Dopo due sessioni di prove, il riferimento è rimasto il giovane italiano che ha firmato il miglior giro della giornata, mentre altre sorprese hanno rimescolato le gerarchie provvisorie.
Accanto ai riscontri cronometrici della SBK, la giornata ha visto definire le Superpole delle classi minori: dalla Supersport alla Sportbike fino al WorldWCR, con nomi e tempi che permettono di tracciare le potenziali trame delle gare del weekend. Sul fronte media, Sky ha organizzato una copertura completa che accompagna gli appassionati dagli allenamenti alle gare.
Il venerdì è stato dominato da Nicolò Bulega, autore del miglior tempo assoluto in FP1 e FP2 con un riferimento di 1’33.687. Alle sue spalle si è rivelato un sorprendente Lorenzo Baldassarri, concreto soprattutto nel pomeriggio e capace di scendere a 1’33.963, unico insieme a Bulega sotto il muro del 1’34. Completano il podio virtuale Iker Lecuona, in scia con la Ducati del team Aruba.it Racing, e Danilo Petrucci su BMW, nonostante una caduta durante la prima sessione.
Tra gli altri nomi di rilievo figurano Xavi Vierge, i gemelli Sam e Alex Lowes e gli alfieri del Team Barni, Alvaro Bautista e Yari Montella, tutti a comporre una top ten agguerrita e molto compatta.
I riferimenti cronometrico evidenziano la concretezza dei piloti Ducati nelle posizioni di testa e mostrano come il minutaggio sia estremamente serrato: poche decine o centesimi separano i migliori interpretando il tracciato olandese.
Il fatto che Bulega abbia chiuso in testa entrambe le sessioni lascia intuire una buonissima messa a punto del pacchetto meccanico e del set-up; tuttavia, il meteo e il gioco delle qualifiche potranno ancora ribaltare gli equilibri. Da notare anche le prove discrete di alcuni italiani come Alberto Surra e Axel Bassani, che mantengono attenzione e aspettative nel pubblico di casa.
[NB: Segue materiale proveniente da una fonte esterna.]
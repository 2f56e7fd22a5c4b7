//! CSV Data Loader Module
//! Reads raw CSV files into Polars DataFrames. Every column is read as a
//! string; typing is the cleaner's job.

use polars::prelude::*;
use std::collections::BTreeSet;
use std::path::{Path, PathBuf};
use thiserror::Error;

#[derive(Error, Debug)]
pub enum LoaderError {
    #[error("CSV file not found: {}", .0.display())]
    FileNotFound(PathBuf),
    #[error("Failed to read {}: {source}", path.display())]
    Io {
        path: PathBuf,
        #[source]
        source: std::io::Error,
    },
    #[error("Failed to parse CSV: {0}")]
    Parse(#[from] PolarsError),
}

/// Handles CSV file loading with Polars.
pub struct DataLoader;

impl DataLoader {
    /// Load a CSV file with a header row. All columns come back as `String`.
    pub fn load_csv(path: &Path) -> Result<DataFrame, LoaderError> {
        let metadata = match std::fs::metadata(path) {
            Ok(m) => m,
            Err(e) if e.kind() == std::io::ErrorKind::NotFound => {
                return Err(LoaderError::FileNotFound(path.to_path_buf()));
            }
            Err(source) => {
                return Err(LoaderError::Io {
                    path: path.to_path_buf(),
                    source,
                })
            }
        };

        // Polars rejects zero-byte input; treat it as an empty table
        if metadata.len() == 0 {
            log::warn!("{} is empty", path.display());
            return Ok(DataFrame::empty());
        }

        let df = LazyCsvReader::new(path)
            .with_has_header(true)
            .with_infer_schema_length(Some(0))
            .finish()?
            .collect()?;

        log::info!(
            "Loaded {} rows, {} columns from {}",
            df.height(),
            df.width(),
            path.display()
        );
        Ok(df)
    }

    /// Get list of column names.
    pub fn column_names(df: &DataFrame) -> Vec<String> {
        df.get_column_names()
            .iter()
            .map(|s| s.to_string())
            .collect()
    }

    /// Get sorted distinct non-null values from a column.
    pub fn unique_values(df: &DataFrame, column: &str) -> Vec<String> {
        let Ok(col) = df.column(column) else {
            return Vec::new();
        };
        let Ok(series) = col.as_materialized_series().cast(&DataType::String) else {
            return Vec::new();
        };
        series
            .str()
            .map(|ca| {
                ca.into_iter()
                    .flatten()
                    .map(str::to_string)
                    .collect::<BTreeSet<_>>()
                    .into_iter()
                    .collect()
            })
            .unwrap_or_default()
    }
}
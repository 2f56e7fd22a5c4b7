//! Configuration
//! JSON settings file with defaults for every field.

use crate::data::DEFAULT_SOURCE_URL;
use crate::stats::{Density, Period};
use serde::{Deserialize, Serialize};
use std::path::{Path, PathBuf};
use thiserror::Error;

#[derive(Error, Debug)]
pub enum ConfigError {
    #[error("Failed to read config {}: {source}", path.display())]
    Read {
        path: PathBuf,
        #[source]
        source: std::io::Error,
    },
    #[error("Invalid JSON in config {}: {source}", path.display())]
    Parse {
        path: PathBuf,
        #[source]
        source: serde_json::Error,
    },
    #[error("Invalid config: {0}")]
    Invalid(String),
}

/// Application settings.
#[derive(Debug, Clone, PartialEq, Eq, Serialize, Deserialize)]
#[serde(default)]
pub struct Config {
    pub data_path: PathBuf,
    pub nobel_path: PathBuf,
    pub source_url: String,
    pub output_dir: PathBuf,
    /// Rows kept in top crime type and weapon rankings.
    pub top_n: usize,
    pub period: Period,
    pub density: Density,
    pub chart_width: u32,
    pub chart_height: u32,
}

impl Default for Config {
    fn default() -> Self {
        Self {
            data_path: PathBuf::from("data/crimes.csv"),
            nobel_path: PathBuf::from("data/nobel.csv"),
            source_url: DEFAULT_SOURCE_URL.to_string(),
            output_dir: PathBuf::from("output"),
            top_n: 10,
            period: Period::Month,
            density: Density::Sparse,
            chart_width: 1000,
            chart_height: 500,
        }
    }
}

impl Config {
    /// Load from `path` if given, otherwise use defaults.
    pub fn load(path: Option<&Path>) -> Result<Self, ConfigError> {
        let config = match path {
            Some(path) => Self::from_file(path)?,
            None => Self::default(),
        };
        config.validate()?;
        Ok(config)
    }

    pub fn from_file(path: &Path) -> Result<Self, ConfigError> {
        let text = std::fs::read_to_string(path).map_err(|source| ConfigError::Read {
            path: path.to_path_buf(),
            source,
        })?;
        let config: Config = serde_json::from_str(&text).map_err(|source| ConfigError::Parse {
            path: path.to_path_buf(),
            source,
        })?;
        log::debug!("Loaded config from {}", path.display());
        Ok(config)
    }

    pub fn validate(&self) -> Result<(), ConfigError> {
        if self.top_n == 0 {
            return Err(ConfigError::Invalid("top_n must be at least 1".into()));
        }
        if self.chart_width < 200 || self.chart_height < 200 {
            return Err(ConfigError::Invalid(
                "chart dimensions must be at least 200x200".into(),
            ));
        }
        Ok(())
    }
}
Le Superpole delle categorie minori hanno confermato dinamiche interessanti: in Supersport è stato Lucas Mahias a conquistare la pole con il crono di 1’36.490, tenendo dietro il connazionale Valentin Debise e Albert Arenas.
Nella Sportbike la pole è andata a Loris Veneman con 1’42.499, mentre nel WorldWCR si è imposta Maria Herrera con 1’47.031. Questi risultati offrono materiali interessanti per le griglie di partenza e per le strategie di gara.
La sessione di Supersport è stata segnata da traffico e scelte strategiche che hanno fatto la differenza: Mahias ha trovato il giro giusto nel finale, in una qualifica caratterizzata da piloti lenti in traiettoria e da tentativi affannosi di trovare spazio.
Tra gli episodi rilevanti si segnala la caduta di Xavi Cardelus, che dopo un volo in accelerazione è stato prontamente soccorso e, fortunatamente, è risultato cosciente con una contusione alla schiena. In pista non sono mancati i protagonisti locali e i team di riferimento, con il Ten Kate che si è trovato particolarmente sotto i riflettori visto il legame con il territorio olandese.
Sky Sport ha predisposto una copertura articolata che accompagna gli eventi più importanti del weekend: il campionato WEC fa tappa con la 6 Ore di Imola, in programma domenica 19 aprile alle ore 13:00 su Sky Sport Max, con attenzione particolare alla classe Hypercar.
Per la WorldSBK ad Assen sono confermate le dirette su Sky Sport Uno e Sky Sport MotoGP, mentre la NTT IndyCar Series sarà visibile dal Long Beach Grand Prix domenica 19 aprile alle ore 23:45 su Sky Sport Uno e Sky Sport F1. Il palinsesto include inoltre produzioni originali come il documentario Discover Kimi, dedicato a Andrea Kimi Antonelli, programmato nei canali Sky Sport con disponibilità on demand.
Tra prove, qualifiche e gare, gli appassionati troveranno quindi una copertura completa che spazia dalle sessioni di allenamento fino alle dirette delle gare principali, con aggiornamenti continui sui canali all news e sui social di riferimento.
Le performance viste in pista e il calendario televisivo delineano un fine settimana denso di spunti tecnici e narrativi, che promette scenari combattuti e colpi di scena dal circuito di Assen e oltre.